Here is the structure of my S3 buckets:
my_buckets
----A
----2014-07-02
----a.log
----b.log
----B
----2014-07-02
----a.log
----b.log
I am using this inputs conf:
s3 {
bucket => "my_buckets"
region => "us-west-1"
credentials => ["XXXXXX","XXXXXXX"]
}
What I want is that, for any log messages in:
"A/2014-07-02/a.log": they will have tag ["A","a"].
"A/2014-07-02/b.log": they will have tag ["A","b"].
"B/2014-07-02/a.log": they will have tag ["B","a"].
"B/2014-07-02/b.log": they will have tag ["B","b"].
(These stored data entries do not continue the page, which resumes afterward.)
use parley_core::{IceServerConfig, PeerIdentity, Role};

pub const CHANNEL_QUERY_PARAM: &str = "X-Amz-ChannelARN";
pub const CLIENT_ID_QUERY_PARAM: &str = "X-Amz-ClientId";

#[derive(Debug, Clone, PartialEq, Eq)]
pub struct ChannelEndpoints {
    pub channel_id: String,
    pub signaling_url: String,
    pub ice_servers: Vec<IceServerConfig>,
}

impl ChannelEndpoints {
    /// Relay URL for this endpoint. Only viewers identify themselves: the
    /// relay addresses the master implicitly.
    pub fn connect_url(&self, role: Role, self_identity: &PeerIdentity) -> String {
        let separator = if self.signaling_url.contains('?') { '&' } else { '?' };
        let mut url = format!(
            "{}{}{}={}",
            self.signaling_url, separator, CHANNEL_QUERY_PARAM, self.channel_id
        );
        if role == Role::Viewer {
            url.push_str(&format!("&{}={}", CLIENT_ID_QUERY_PARAM, self_identity));
        }
        url
    }
}
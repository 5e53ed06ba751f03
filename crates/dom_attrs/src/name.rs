//! Attribute-name casing check.
//!
//! Unknown attributes are stored under their lowercase name. A name authored
//! with uppercase letters still works, but is flagged so the author can be
//! told to spell it the way the DOM will store it.

use std::borrow::Cow;

use crate::diagnostics::DiagnosticEvent;

#[derive(Clone, Debug, PartialEq, Eq)]
pub struct NameCheck<'a> {
    pub canonical: Cow<'a, str>,
    pub is_non_canonical: bool,
}

impl NameCheck<'_> {
    /// Casing diagnostic for `original`, if the name was not canonical.
    pub fn diagnostic(&self, original: &str) -> Option<DiagnosticEvent> {
        self.is_non_canonical
            .then(|| DiagnosticEvent::unknown_prop_casing(original, &self.canonical))
    }
}

/// Fold `name` to its canonical lowercase form. Borrows when already canonical.
pub fn validate(name: &str) -> NameCheck<'_> {
    if !name.chars().any(char::is_uppercase) {
        return NameCheck {
            canonical: Cow::Borrowed(name),
            is_non_canonical: false,
        };
    }
    NameCheck {
        canonical: Cow::Owned(name.to_lowercase()),
        is_non_canonical: true,
    }
}
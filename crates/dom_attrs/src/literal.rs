//! Text literals for logical values, used by scenario files and fixtures.
//!
//! Grammar (exact match, case-sensitive):
//! `null`, `undefined`, `true`, `false`, `nan`, `infinity`, `-infinity`,
//! `number:<f64>`, `string:<text>`, `object`, `object:<toString result>`,
//! `symbol`, `symbol:<description>`, `function`, `function:<name>`.
//!
//! Every `symbol`/`function`/`object` literal yields a fresh identity.

use std::fmt;

use crate::value::{FunctionRef, LogicalValue, ObjectValue, Symbol};

#[derive(Clone, Debug, PartialEq, Eq)]
pub enum LiteralError {
    UnknownForm(String),
    InvalidNumber(String),
}

impl fmt::Display for LiteralError {
    fn fmt(&self, f: &mut fmt::Formatter<'_>) -> fmt::Result {
        match self {
            LiteralError::UnknownForm(raw) => write!(f, "unknown value literal {raw:?}"),
            LiteralError::InvalidNumber(raw) => write!(f, "invalid number literal {raw:?}"),
        }
    }
}

impl std::error::Error for LiteralError {}

pub fn parse_literal(raw: &str) -> Result<LogicalValue, LiteralError> {
    let value = match raw {
        "null" => LogicalValue::Null,
        "undefined" => LogicalValue::Undefined,
        "true" => LogicalValue::Bool(true),
        "false" => LogicalValue::Bool(false),
        "nan" => LogicalValue::Number(f64::NAN),
        "infinity" => LogicalValue::Number(f64::INFINITY),
        "-infinity" => LogicalValue::Number(f64::NEG_INFINITY),
        "object" => LogicalValue::Object(ObjectValue::plain()),
        "symbol" => LogicalValue::Symbol(Symbol::new(None)),
        "function" => LogicalValue::Function(FunctionRef::new(None)),
        _ => {
            let Some((form, rest)) = raw.split_once(':') else {
                return Err(LiteralError::UnknownForm(raw.to_string()));
            };
            match form {
                "string" => LogicalValue::String(rest.to_string()),
                "number" => {
                    let n = rest
                        .trim()
                        .parse::<f64>()
                        .map_err(|_| LiteralError::InvalidNumber(rest.to_string()))?;
                    LogicalValue::Number(n)
                }
                "object" => {
                    let text = rest.to_string();
                    LogicalValue::Object(ObjectValue::with_to_string(move || text.clone()))
                }
                "symbol" => LogicalValue::Symbol(Symbol::new(Some(rest))),
                "function" => LogicalValue::Function(FunctionRef::new(Some(rest))),
                _ => return Err(LiteralError::UnknownForm(raw.to_string())),
            }
        }
    };
    Ok(value)
}
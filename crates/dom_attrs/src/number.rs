//! Number-to-string conversion with the platform's standard decimal form.
//!
//! Shortest round-trip digits come from `f64`'s `LowerExp` formatting; the
//! layout (positional vs. exponent) follows the Number::toString rules:
//! positional for decimal exponents in `-6 < n <= 21`, exponent form otherwise.

use std::fmt::Write;

pub fn number_to_string(value: f64) -> String {
    if value.is_nan() {
        return "NaN".to_string();
    }
    if value == 0.0 {
        // Covers -0 as well.
        return "0".to_string();
    }
    if value.is_infinite() {
        return if value < 0.0 { "-Infinity" } else { "Infinity" }.to_string();
    }

    let mut out = String::new();
    if value < 0.0 {
        out.push('-');
    }

    let (digits, exp) = shortest_digits(value.abs());
    let k = digits.len() as i32;
    let n = exp + 1;

    if k <= n && n <= 21 {
        out.push_str(&digits);
        for _ in 0..(n - k) {
            out.push('0');
        }
    } else if 0 < n && n <= 21 {
        let split = n as usize;
        out.push_str(&digits[..split]);
        out.push('.');
        out.push_str(&digits[split..]);
    } else if -6 < n && n <= 0 {
        out.push_str("0.");
        for _ in 0..(-n) {
            out.push('0');
        }
        out.push_str(&digits);
    } else {
        out.push_str(&digits[..1]);
        if k > 1 {
            out.push('.');
            out.push_str(&digits[1..]);
        }
        let e = n - 1;
        let sign = if e < 0 { '-' } else { '+' };
        let _ = write!(&mut out, "e{sign}{}", e.abs());
    }
    out
}

/// Shortest decimal digits (no leading/trailing zeros) and the decimal
/// exponent of the first digit, for a finite positive value.
fn shortest_digits(value: f64) -> (String, i32) {
    let formatted = format!("{value:e}");
    let (mantissa, exp) = formatted
        .split_once('e')
        .unwrap_or((formatted.as_str(), "0"));
    let exp = exp.parse::<i32>().unwrap_or(0);
    let mut digits: String = mantissa.chars().filter(char::is_ascii_digit).collect();
    while digits.len() > 1 && digits.ends_with('0') {
        digits.pop();
    }
    (digits, exp)
}
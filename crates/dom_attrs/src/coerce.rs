//! Value coercion for unknown attributes.
//!
//! `policy` is the decision table: one row per `ValueCategory`, naming the DOM
//! action and the diagnostic family (if any). `coerce` turns a row into a
//! concrete decision for one value.
//!
//! | category | action       | diagnostic          |
//! |----------|--------------|---------------------|
//! | absent   | remove       | -                   |
//! | boolean  | remove       | non-boolean         |
//! | number   | write string | -                   |
//! | nan      | write "NaN"  | nan                 |
//! | infinity | write string | -                   |
//! | string   | write as-is  | -                   |
//! | object   | write string | -                   |
//! | symbol   | remove       | invalid value       |
//! | function | remove       | invalid value       |

use crate::diagnostics::{DiagnosticEvent, DiagnosticKind};
use crate::number::number_to_string;
use crate::value::{LogicalValue, NumberKind, ValueCategory, classify};

#[derive(Clone, Debug, PartialEq, Eq)]
pub enum Decision {
    Write(String),
    Remove,
}

impl Decision {
    pub fn is_remove(&self) -> bool {
        matches!(self, Decision::Remove)
    }

    pub fn as_write(&self) -> Option<&str> {
        match self {
            Decision::Write(value) => Some(value),
            Decision::Remove => None,
        }
    }
}

#[derive(Clone, Copy, Debug, PartialEq, Eq)]
pub enum Action {
    Remove,
    WriteString,
}

/// Diagnostic families raised by the value table.
#[derive(Clone, Copy, Debug, PartialEq, Eq)]
pub enum ValueWarning {
    NonBoolean,
    NaN,
    InvalidValue,
}

impl ValueWarning {
    pub const fn kind(self) -> DiagnosticKind {
        match self {
            Self::NonBoolean => DiagnosticKind::NonBooleanAttribute,
            Self::NaN => DiagnosticKind::NaNValue,
            Self::InvalidValue => DiagnosticKind::InvalidValue,
        }
    }
}

#[derive(Clone, Copy, Debug, PartialEq, Eq)]
pub struct Policy {
    pub action: Action,
    pub diagnostic: Option<ValueWarning>,
}

pub const fn policy(category: ValueCategory) -> Policy {
    let (action, diagnostic) = match category {
        ValueCategory::Absent => (Action::Remove, None),
        ValueCategory::Boolean => (Action::Remove, Some(ValueWarning::NonBoolean)),
        ValueCategory::Number(NumberKind::NaN) => (Action::WriteString, Some(ValueWarning::NaN)),
        ValueCategory::Number(_) => (Action::WriteString, None),
        ValueCategory::String => (Action::WriteString, None),
        ValueCategory::Object => (Action::WriteString, None),
        ValueCategory::Symbol | ValueCategory::Function => {
            (Action::Remove, Some(ValueWarning::InvalidValue))
        }
    };
    Policy { action, diagnostic }
}

#[derive(Clone, Debug, PartialEq, Eq)]
pub struct Coercion {
    pub decision: Decision,
    pub diagnostic: Option<DiagnosticEvent>,
}

/// Coerce `value` for attribute `name` on a `<tag>` element.
///
/// `name` is the authored name; diagnostics quote it as written.
pub fn coerce(name: &str, tag: &str, value: &LogicalValue) -> Coercion {
    let category = classify(value);
    let row = policy(category);

    let decision = match row.action {
        Action::Remove => Decision::Remove,
        Action::WriteString => Decision::Write(stringify(value)),
    };

    let diagnostic = row.diagnostic.map(|warning| match warning {
        ValueWarning::NonBoolean => {
            let flag = matches!(value, LogicalValue::Bool(true));
            DiagnosticEvent::non_boolean(name, flag)
        }
        ValueWarning::NaN => DiagnosticEvent::nan(name),
        ValueWarning::InvalidValue => DiagnosticEvent::invalid_value(name, tag),
    });

    log::trace!(
        target: "dom_attrs.reconcile",
        "coerce {name}: {category} -> {decision:?}"
    );

    Coercion {
        decision,
        diagnostic,
    }
}

fn stringify(value: &LogicalValue) -> String {
    match value {
        LogicalValue::String(s) => s.clone(),
        LogicalValue::Number(n) => number_to_string(*n),
        LogicalValue::Object(obj) => obj.to_dom_string(),
        // Only string, number and object categories have a write policy.
        _ => String::new(),
    }
}
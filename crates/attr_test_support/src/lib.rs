pub mod coercion_cases;

pub fn diff_lines(expected: &[String], actual: &[String]) -> String {
    let max = expected.len().max(actual.len());
    let mut out = String::new();
    use std::fmt::Write;
    let missing = "<missing>";
    let mismatch = (0..max).find(|&i| expected.get(i) != actual.get(i));
    if let Some(i) = mismatch {
        let start = i.saturating_sub(2);
        let end = (i + 3).min(max);
        let _ = writeln!(
            &mut out,
            "first mismatch at line {} (showing {}..={}):",
            i + 1,
            start + 1,
            end
        );
        for line_idx in start..end {
            let left = expected
                .get(line_idx)
                .map(String::as_str)
                .unwrap_or(missing);
            let right = actual.get(line_idx).map(String::as_str).unwrap_or(missing);
            let marker = if line_idx == i { ">" } else { " " };
            let _ = writeln!(&mut out, "{marker} {:>4}  expected: {left}", line_idx + 1);
            let _ = writeln!(&mut out, "{marker} {:>4}    actual: {right}", line_idx + 1);
        }
    }
    if expected.len() != actual.len() && mismatch == Some(expected.len().min(actual.len())) {
        let _ = writeln!(
            &mut out,
            "prefix matched but lengths differ (expected {} lines, actual {} lines)",
            expected.len(),
            actual.len()
        );
    }
    let _ = writeln!(
        &mut out,
        "expected {} lines, actual {} lines",
        expected.len(),
        actual.len()
    );
    out
}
Sorry about my english....
回答1:
There is no "path" in S3 inputs. I mount the S3 storage on my server and use the file inputs. With file inputs, I can use the filter to match the path now.
回答2:
With Logstash 6.0.1, I was able to get key for each file from S3. In your case, you can use this key (or path) in filter to add tags.
Example:
input {
s3 {
bucket => "<bucket-name>"
prefix => "<prefix>"
}
}
filter {
mutate {
add_field => {
"file" => "%{[@metadata][s3][key]}"
}
}
...
}
Use this above file field in filter to add tags.
Reference:
Look for eye8 answer in this issue
回答3:
If you want to use tags based on filename, I think that this will work (I have not test it):
filter {
grok {
match => [ "path", "%{GREEDYDATA:content}"]
}
mutate {
add_tag => ["content"]
}
}
"content" tag will be the filename, now it's up to you to modify the pattern to create differents tags with the specific part of the filename.